The revenue and cost breakdown for a single customer or transaction. Positive unit economics mean you make money on each customer. Negative unit economics mean you can't grow your way to profitability — you have a structural problem.

Fundraising
8 terms

Angel Investor

An individual who invests their own money in early-stage startups, often before institutional investors show up. Angels typically take more risk and move faster than VCs.

Cap Table

A record of who owns what percentage of your company. It shows founders, investors, option holders, and their respective stakes. Keep it clean and simple for as long as possible.

Dilution

The reduction in your ownership percentage when new shares are issued — typically when you raise investment. Dilution isn't inherently bad if the new money grows the total value of the pie.

Pre-Seed

The earliest stage of outside funding, often used to build an MVP or validate core assumptions before a seed round.

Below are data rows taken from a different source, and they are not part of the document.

use super::Dataset;
use crate::config::{RelativeResolution, SourceConfig};
use dicom::dictionary_std::tags;
use tracing::trace;
use url::Url;

/// The study and series a bulk data reference belongs to.
#[derive(Debug, Clone, Default, PartialEq, Eq)]
pub struct InstanceContext {
	pub study_instance_uid: Option<String>,
	pub series_instance_uid: Option<String>,
}

impl InstanceContext {
	pub fn new(study: impl Into<String>, series: Option<String>) -> Self {
		Self {
			study_instance_uid: Some(study.into()),
			series_instance_uid: series,
		}
	}

	pub fn from_dataset(dataset: &Dataset) -> Self {
		Self {
			study_instance_uid: dataset.string(tags::STUDY_INSTANCE_UID).map(str::to_owned),
			series_instance_uid: dataset.string(tags::SERIES_INSTANCE_UID).map(str::to_owned),
		}
	}
}

/// Resolves `uri` in place to an absolute URI served by `source`.
///
/// - URIs starting with `http` are left as they are.
/// - Server-relative URIs (`/...`) are prefixed with the origin of the retrieval root, if
///   the root is absolute. A relative root means the URI is already usable.
/// - Anything else is relative to the series or the study, depending on
///   [`SourceConfig::bulk_data_relative_resolution`]. Series-relative URIs fall back to the
///   study if the series is unknown.
pub fn resolve_bulk_data_uri(uri: &mut String, instance: &InstanceContext, source: &SourceConfig) {
	for rewrite in &source.bulk_data_uri_rewrites {
		if uri.contains(&rewrite.from) {
			*uri = uri.replace(&rewrite.from, &rewrite.to);
		}
	}

	let root = source.retrieval_root();

	if !uri.starts_with("http") && !uri.starts_with('/') {
		let Some(study) = instance.study_instance_uid.as_deref() else {
			trace!(uri = %uri, "Cannot resolve relative bulk data URI without a study");
			return;
		};
		let relative = uri.trim_start_matches("./");
		*uri = match (source.relative_resolution(), instance.series_instance_uid.as_deref()) {
			(RelativeResolution::Series, Some(series)) => {
				format!("{root}/studies/{study}/series/{series}/{relative}")
			}
			_ => format!("{root}/studies/{study}/{relative}"),
		};
	}

	if uri.starts_with('/') && root.starts_with("http") {
		if let Some(origin) = origin_of(root) {
			uri.insert_str(0, &origin);
		}
	}
}

/// Replaces an `http:` scheme with `https:`.
pub fn upgrade_to_https(uri: &mut String) {
	if uri.starts_with("http:") {
		uri.replace_range(..4, "https");
	}
}

fn origin_of(root: &str) -> Option<String> {
	let url = Url::parse(root).ok()?;
	let origin = url.origin();
	origin.is_tuple().then(|| origin.ascii_serialization())
}

#[cfg(test)]
mod tests {
	use super::*;
	use crate::config::UriRewrite;

	fn source(root: &str, resolution: Option<RelativeResolution>) -> SourceConfig {
		SourceConfig {
			bulk_data_relative_resolution: resolution,
			..SourceConfig::new("test", root, root)
		}
	}

	fn resolve(uri: &str, instance: &InstanceContext, source: &SourceConfig) -> String {
		let mut uri = uri.to_owned();
		resolve_bulk_data_uri(&mut uri, instance, source);
		uri
	}

	#[test]
	fn study_relative() {
		let source = source("http://h/dicomweb", Some(RelativeResolution::Studies));
		let instance = InstanceContext::new("S", Some(String::from("SE")));
		assert_eq!(resolve("bulk/1", &instance, &source), "http://h/dicomweb/studies/S/bulk/1");
	}

	#[test]
	fn series_relative_by_default() {
		let source = source("http://h/dicomweb/", None);
		let instance = InstanceContext::new("S", Some(String::from("SE")));
		assert_eq!(
			resolve("bulk/1", &instance, &source),
			"http://h/dicomweb/studies/S/series/SE/bulk/1"
		);
	}

	#[test]
	fn series_relative_without_series_uses_study() {
		let source = source("http://h/dicomweb", None);
		let instance = InstanceContext::new("S", None);
		assert_eq!(resolve("bulk/1", &instance, &source), "http://h/dicomweb/studies/S/bulk/1");
	}

	#[test]
	fn server_relative_gets_origin() {
		let source = source("https://h:8443/pacs/dicomweb", None);
		let instance = InstanceContext::default();
		assert_eq!(
			resolve("/pacs/dicomweb/bulk/1", &instance, &source),
			"https://h:8443/pacs/dicomweb/bulk/1"
		);
	}

	#[test]
	fn server_relative_with_relative_root_is_kept() {
		let source = source("/dicomweb", None);
		let instance = InstanceContext::new("S", None);
		assert_eq!(resolve("/dicomweb/bulk/1", &instance, &source), "/dicomweb/bulk/1");
		assert_eq!(resolve("bulk/1", &instance, &source), "/dicomweb/studies/S/bulk/1");
	}

	#[test]
	fn absolute_is_kept() {
		let source = source("http://h/dicomweb", None);
		let instance = InstanceContext::new("S", None);
		assert_eq!(resolve("http://other/bulk/1", &instance, &source), "http://other/bulk/1");
	}

	#[test]
	fn relative_without_study_is_kept() {
		let source = source("http://h/dicomweb", None);
		assert_eq!(resolve("bulk/1", &InstanceContext::default(), &source), "bulk/1");
	}

	#[test]
	fn rewrites_apply_first() {
		let mut source = source("http://h/dicomweb", None);
		source.bulk_data_uri_rewrites.push(UriRewrite {
			from: String::from("/pixeldata.mp4"),
			to: String::from("/rendered"),
		});
		let instance = InstanceContext::default();
		assert_eq!(
			resolve("http://h/dicomweb/pixeldata.mp4", &instance, &source),
			"http://h/dicomweb/rendered"
		);
	}

	#[test]
	fn upgrade_scheme() {
		let mut uri = String::from("http://h/bulk");
		upgrade_to_https(&mut uri);
		assert_eq!(uri, "https://h/bulk");
		upgrade_to_https(&mut uri);
		assert_eq!(uri, "https://h/bulk");
	}
}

Pre-seed investors are betting on founders and ideas, not traction.

SAFE Note

Simple Agreement for Future Equity. A simple contract that lets investors give you money now in exchange for equity later, usually at a discount, when you raise a priced round. Faster and cheaper than convertible notes.

Seed Round

An early funding round used to build product and acquire initial customers. Seed investors expect real signals — a working product, early users, and a clear thesis on the market.

Term Sheet

A non-binding document outlining the key terms of an investment deal before the final legal documents are drafted. Read every line. The details matter.

Valuation

The agreed-upon worth of your company at a point in time. Pre-money valuation is before investment; post-money is after. Valuation affects dilution and is ultimately a negotiation, not a calculation.

Product & Execution
5 terms

Feature Creep

The gradual accumulation of features beyond what your core users actually need. It slows development, bloats the product, and confuses new users. The hardest thing in product development is saying no.

Iteration

A single cycle of build, measure, and learn. Fast iteration is how you improve without betting everything on a single release. Small bets, frequent feedback, incremental progress.

Roadmap

A prioritized plan for what you're building and when. A good roadmap reflects real customer needs and strategic bets. A bad roadmap is a wishlist that never gets shorter.

Sprint

A short, time-boxed development cycle — typically one to two weeks — with a specific goal. Sprints create rhythm, force prioritization, and give you regular checkpoints to assess direction.

Technical Debt

The future cost of shortcuts taken today. Writing fast, messy code is sometimes the right call early on — but it always has to be paid back. Debt compounds just like financial debt.